What to work on: Start at the line below containing "pub enum RowVerdict" and stop at the line containing "its session summary.". Repeat every line of that stretch exactly, and nothing outside it.

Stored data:

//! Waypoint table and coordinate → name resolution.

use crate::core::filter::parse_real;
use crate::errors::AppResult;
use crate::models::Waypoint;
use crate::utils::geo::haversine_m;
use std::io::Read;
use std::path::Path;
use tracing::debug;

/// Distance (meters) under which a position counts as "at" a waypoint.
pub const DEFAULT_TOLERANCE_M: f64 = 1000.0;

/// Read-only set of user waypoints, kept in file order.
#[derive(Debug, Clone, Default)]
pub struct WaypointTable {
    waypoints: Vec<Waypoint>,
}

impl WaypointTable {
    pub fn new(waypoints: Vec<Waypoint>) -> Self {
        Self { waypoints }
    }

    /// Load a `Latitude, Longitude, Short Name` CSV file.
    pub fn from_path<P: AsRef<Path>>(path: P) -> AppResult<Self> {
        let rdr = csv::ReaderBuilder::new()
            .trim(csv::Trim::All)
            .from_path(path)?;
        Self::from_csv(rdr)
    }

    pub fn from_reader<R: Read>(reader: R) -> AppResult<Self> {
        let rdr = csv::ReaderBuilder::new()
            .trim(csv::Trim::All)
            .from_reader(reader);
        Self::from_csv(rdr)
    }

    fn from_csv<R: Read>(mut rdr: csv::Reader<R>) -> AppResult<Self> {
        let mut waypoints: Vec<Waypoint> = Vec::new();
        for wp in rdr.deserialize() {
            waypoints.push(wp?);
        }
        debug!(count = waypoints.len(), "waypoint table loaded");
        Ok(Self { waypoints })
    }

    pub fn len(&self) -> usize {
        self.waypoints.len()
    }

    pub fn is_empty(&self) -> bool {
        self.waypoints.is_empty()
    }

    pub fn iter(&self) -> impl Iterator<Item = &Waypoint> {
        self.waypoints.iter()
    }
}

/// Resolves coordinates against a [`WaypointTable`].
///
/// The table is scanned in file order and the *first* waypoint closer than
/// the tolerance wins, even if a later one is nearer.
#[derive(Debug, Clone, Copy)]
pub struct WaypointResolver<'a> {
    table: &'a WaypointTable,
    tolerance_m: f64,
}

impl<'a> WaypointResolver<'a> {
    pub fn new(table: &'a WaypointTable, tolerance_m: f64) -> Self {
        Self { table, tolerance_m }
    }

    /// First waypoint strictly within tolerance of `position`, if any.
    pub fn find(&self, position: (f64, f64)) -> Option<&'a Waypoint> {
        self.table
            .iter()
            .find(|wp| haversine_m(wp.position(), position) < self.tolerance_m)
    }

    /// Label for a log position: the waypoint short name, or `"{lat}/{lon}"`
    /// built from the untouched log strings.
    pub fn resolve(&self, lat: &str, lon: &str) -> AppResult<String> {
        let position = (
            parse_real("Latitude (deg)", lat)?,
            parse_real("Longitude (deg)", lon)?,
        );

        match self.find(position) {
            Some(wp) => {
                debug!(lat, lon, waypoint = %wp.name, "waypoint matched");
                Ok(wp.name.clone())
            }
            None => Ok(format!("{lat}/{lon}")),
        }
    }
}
==
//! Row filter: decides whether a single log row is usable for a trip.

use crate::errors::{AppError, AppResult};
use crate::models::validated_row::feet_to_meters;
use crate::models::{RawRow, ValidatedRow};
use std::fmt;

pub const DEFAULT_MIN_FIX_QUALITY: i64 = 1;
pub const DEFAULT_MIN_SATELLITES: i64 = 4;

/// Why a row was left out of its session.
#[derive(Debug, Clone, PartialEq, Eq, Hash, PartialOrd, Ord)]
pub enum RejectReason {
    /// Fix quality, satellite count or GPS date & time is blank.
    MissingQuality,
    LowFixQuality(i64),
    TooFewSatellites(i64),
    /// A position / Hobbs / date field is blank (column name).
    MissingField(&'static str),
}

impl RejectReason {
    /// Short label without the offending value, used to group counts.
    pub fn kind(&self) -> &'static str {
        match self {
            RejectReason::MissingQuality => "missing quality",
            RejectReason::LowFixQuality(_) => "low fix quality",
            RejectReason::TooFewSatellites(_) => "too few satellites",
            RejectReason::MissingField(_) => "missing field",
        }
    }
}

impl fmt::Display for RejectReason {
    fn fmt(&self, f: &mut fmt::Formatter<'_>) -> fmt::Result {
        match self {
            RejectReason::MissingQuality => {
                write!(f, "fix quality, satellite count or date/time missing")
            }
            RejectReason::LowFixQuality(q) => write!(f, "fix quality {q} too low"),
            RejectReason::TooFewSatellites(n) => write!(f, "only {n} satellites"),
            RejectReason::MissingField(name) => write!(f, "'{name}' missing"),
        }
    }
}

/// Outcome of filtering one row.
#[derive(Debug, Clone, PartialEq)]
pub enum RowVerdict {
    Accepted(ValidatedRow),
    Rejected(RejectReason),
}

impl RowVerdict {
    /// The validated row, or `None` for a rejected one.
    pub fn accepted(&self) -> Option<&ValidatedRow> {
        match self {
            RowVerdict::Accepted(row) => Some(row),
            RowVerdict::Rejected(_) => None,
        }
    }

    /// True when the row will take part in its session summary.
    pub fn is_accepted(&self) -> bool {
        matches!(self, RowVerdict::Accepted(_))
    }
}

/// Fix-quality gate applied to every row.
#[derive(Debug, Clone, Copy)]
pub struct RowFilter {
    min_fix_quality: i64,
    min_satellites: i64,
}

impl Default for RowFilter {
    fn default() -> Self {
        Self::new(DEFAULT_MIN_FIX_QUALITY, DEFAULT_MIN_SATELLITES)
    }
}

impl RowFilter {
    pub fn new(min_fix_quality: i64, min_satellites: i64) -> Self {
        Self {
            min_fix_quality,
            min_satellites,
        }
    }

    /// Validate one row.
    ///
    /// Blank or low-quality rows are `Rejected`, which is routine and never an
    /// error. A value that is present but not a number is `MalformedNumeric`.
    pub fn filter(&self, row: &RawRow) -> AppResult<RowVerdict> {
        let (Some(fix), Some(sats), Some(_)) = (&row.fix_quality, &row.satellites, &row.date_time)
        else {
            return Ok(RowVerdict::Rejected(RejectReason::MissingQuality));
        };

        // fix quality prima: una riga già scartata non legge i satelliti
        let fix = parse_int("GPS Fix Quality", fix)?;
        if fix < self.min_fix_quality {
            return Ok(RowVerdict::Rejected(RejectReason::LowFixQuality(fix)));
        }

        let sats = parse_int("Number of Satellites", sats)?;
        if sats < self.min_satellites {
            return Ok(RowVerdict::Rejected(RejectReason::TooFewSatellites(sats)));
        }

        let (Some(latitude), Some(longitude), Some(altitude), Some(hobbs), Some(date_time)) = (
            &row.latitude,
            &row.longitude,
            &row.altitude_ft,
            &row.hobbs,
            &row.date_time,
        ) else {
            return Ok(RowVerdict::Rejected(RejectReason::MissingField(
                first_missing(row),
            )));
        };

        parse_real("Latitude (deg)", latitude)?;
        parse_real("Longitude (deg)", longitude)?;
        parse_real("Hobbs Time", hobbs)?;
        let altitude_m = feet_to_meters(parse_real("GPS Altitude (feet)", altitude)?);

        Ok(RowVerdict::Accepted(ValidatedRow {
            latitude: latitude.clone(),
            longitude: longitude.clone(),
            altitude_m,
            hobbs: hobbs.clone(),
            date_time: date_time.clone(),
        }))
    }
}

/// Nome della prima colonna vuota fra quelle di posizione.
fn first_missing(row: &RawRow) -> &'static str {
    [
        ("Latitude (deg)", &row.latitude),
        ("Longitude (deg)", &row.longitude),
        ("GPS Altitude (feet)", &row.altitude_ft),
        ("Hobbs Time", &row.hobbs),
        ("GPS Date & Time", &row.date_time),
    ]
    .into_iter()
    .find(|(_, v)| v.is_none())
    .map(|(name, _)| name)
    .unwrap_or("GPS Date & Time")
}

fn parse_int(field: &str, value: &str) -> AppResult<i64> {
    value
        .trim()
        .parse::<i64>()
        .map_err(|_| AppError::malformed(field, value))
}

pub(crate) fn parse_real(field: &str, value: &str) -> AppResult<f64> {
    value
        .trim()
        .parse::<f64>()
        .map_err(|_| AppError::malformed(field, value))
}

Written reply:
pub enum RowVerdict {
    Accepted(ValidatedRow),
    Rejected(RejectReason),
}

impl RowVerdict {
    /// The validated row, or `None` for a rejected one.
    pub fn accepted(&self) -> Option<&ValidatedRow> {
        match self {
            RowVerdict::Accepted(row) => Some(row),
            RowVerdict::Rejected(_) => None,
        }
    }

    /// True when the row will take part in its session summary.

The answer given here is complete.